**Work task:**
At the line with "Some(marker) if !marker.is_empty()", start repeating the data, and continue line by line through the final line, exactly.

[Collected data entries]
┄┄┄┄┄┄

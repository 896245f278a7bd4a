//! Lazy traversal of marker-paginated provider listings.

use crate::EngineError;
use futures::stream::{self, Stream, TryStreamExt};
use std::future::Future;

/// One page of a listing. A `None` marker means there are no further pages.
#[derive(Debug, Clone)]
pub struct Page<T> {
    pub items: Vec<T>,
    pub marker: Option<String>,
}

impl<T> Page<T> {
    pub fn last(items: Vec<T>) -> Self {
        Self {
            items,
            marker: None,
        }
    }
}

enum Cursor {
    Start,
    Next(String),
    Done,
}

/// Streams every item of a paginated listing, fetching pages only as they are consumed.
///
/// `fetch` receives `None` for the first page and the previous page's marker afterwards.
pub fn paginate<T, F, Fut>(mut fetch: F) -> impl Stream<Item = Result<T, EngineError>>
where
    F: FnMut(Option<String>) -> Fut,
    Fut: Future<Output = Result<Page<T>, EngineError>>,
{
    stream::try_unfold(Cursor::Start, move |cursor| {
        let request = match cursor {
            Cursor::Start => Some(fetch(None)),
            Cursor::Next(marker) => Some(fetch(Some(marker))),
            Cursor::Done => None,
        };
        async move {
            let Some(request) = request else {
                return Ok::<_, EngineError>(None);
            };
            let page = request.await?;
            let next = match page.marker {
                Some(marker) if !marker.is_empty() => Cursor::Next(marker),
                _ => Cursor::Done,
            };
            Ok(Some((page.items, next)))
        }
    })
    .map_ok(|items| stream::iter(items.into_iter().map(Ok::<T, EngineError>)))
    .try_flatten()
}

/// Drains a listing into memory.
pub async fn collect_all<T, S>(items: S) -> Result<Vec<T>, EngineError>
where
    S: Stream<Item = Result<T, EngineError>>,
{
    items.try_collect().await
}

┄┄┄┄┄┄

**Finished exercise:**
                Some(marker) if !marker.is_empty() => Cursor::Next(marker),
                _ => Cursor::Done,
            };
            Ok(Some((page.items, next)))
        }
    })
    .map_ok(|items| stream::iter(items.into_iter().map(Ok::<T, EngineError>)))
    .try_flatten()
}

/// Drains a listing into memory.
pub async fn collect_all<T, S>(items: S) -> Result<Vec<T>, EngineError>
where
    S: Stream<Item = Result<T, EngineError>>,
{
    items.try_collect().await
}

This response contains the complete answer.